#### [Assignment]
Only lines containing "join" belong in the answer, each copied from the entries below.

(Collected data entries)
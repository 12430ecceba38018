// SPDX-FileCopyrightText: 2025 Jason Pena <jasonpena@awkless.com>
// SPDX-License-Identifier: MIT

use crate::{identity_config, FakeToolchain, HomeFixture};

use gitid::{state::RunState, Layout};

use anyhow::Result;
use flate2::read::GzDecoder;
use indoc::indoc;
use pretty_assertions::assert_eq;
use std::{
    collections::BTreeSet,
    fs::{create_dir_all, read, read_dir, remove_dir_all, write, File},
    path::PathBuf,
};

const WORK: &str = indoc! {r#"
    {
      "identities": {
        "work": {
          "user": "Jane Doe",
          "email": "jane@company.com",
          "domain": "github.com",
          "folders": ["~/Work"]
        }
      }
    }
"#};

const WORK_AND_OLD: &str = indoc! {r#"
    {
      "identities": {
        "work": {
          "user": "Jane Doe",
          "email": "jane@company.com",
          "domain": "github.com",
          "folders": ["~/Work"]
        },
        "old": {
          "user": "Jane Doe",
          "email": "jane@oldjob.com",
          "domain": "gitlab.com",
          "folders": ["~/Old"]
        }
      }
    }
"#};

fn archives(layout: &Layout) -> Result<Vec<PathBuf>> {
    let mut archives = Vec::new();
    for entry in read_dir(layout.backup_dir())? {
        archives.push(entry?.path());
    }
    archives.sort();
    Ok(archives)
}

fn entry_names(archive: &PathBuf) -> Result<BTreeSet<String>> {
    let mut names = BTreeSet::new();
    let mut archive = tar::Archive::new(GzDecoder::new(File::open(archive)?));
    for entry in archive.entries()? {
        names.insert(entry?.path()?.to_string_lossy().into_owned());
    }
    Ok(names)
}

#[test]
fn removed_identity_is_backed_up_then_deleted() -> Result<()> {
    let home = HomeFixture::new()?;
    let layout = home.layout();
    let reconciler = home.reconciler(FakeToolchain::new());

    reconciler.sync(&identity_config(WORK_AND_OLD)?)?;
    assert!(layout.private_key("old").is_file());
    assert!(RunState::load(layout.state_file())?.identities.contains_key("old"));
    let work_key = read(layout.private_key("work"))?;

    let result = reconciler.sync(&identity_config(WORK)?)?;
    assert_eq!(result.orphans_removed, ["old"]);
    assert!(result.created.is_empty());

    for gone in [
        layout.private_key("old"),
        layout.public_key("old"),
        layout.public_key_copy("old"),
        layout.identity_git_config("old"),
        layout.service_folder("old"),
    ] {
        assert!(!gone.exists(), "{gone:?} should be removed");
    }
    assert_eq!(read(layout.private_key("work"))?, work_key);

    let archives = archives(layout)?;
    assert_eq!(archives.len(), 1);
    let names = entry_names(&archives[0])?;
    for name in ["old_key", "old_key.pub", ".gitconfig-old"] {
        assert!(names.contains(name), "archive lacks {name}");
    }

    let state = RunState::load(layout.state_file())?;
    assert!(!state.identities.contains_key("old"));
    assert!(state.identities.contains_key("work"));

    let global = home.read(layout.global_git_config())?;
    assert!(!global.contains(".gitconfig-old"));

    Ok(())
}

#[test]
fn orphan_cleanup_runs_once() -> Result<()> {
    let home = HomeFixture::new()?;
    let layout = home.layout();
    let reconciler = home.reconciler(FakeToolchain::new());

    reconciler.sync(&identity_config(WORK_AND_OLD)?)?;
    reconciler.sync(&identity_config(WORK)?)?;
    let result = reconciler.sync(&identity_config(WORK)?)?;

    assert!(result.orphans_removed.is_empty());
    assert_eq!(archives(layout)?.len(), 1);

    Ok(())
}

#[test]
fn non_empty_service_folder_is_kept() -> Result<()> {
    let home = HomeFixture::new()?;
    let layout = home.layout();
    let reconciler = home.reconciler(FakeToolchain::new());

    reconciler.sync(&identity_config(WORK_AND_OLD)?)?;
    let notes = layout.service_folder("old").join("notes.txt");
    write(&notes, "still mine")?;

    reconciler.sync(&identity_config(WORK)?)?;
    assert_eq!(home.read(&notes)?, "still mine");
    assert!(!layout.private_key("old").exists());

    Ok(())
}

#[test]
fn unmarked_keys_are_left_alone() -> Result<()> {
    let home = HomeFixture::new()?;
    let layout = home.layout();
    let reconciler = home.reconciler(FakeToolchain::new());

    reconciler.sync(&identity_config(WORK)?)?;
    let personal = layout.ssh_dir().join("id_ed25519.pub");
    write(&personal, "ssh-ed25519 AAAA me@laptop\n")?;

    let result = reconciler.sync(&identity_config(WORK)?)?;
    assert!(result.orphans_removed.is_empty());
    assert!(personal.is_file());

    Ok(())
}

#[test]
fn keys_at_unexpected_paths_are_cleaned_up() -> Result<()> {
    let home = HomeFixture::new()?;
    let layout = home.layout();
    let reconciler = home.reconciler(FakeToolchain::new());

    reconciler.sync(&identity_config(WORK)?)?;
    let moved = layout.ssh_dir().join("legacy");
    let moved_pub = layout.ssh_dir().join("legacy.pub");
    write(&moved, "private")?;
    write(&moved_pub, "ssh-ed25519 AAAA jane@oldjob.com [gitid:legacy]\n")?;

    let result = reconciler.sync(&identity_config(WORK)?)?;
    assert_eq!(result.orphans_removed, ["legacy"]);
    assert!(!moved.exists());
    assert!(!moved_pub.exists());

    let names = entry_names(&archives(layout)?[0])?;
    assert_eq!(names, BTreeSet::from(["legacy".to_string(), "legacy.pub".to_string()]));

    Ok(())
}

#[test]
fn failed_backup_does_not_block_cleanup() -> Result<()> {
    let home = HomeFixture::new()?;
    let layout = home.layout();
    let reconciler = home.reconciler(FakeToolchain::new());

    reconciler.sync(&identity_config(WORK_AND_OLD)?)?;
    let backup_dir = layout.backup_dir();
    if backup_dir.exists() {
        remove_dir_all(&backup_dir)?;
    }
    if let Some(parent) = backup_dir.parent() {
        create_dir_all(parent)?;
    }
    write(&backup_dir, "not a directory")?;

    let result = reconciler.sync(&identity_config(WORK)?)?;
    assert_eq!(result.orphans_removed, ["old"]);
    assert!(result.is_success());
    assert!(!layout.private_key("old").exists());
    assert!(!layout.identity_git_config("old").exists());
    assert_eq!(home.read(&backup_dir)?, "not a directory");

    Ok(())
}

#### [Output for this task]
    let notes = layout.service_folder("old").join("notes.txt");
    let personal = layout.ssh_dir().join("id_ed25519.pub");
    let moved = layout.ssh_dir().join("legacy");
    let moved_pub = layout.ssh_dir().join("legacy.pub");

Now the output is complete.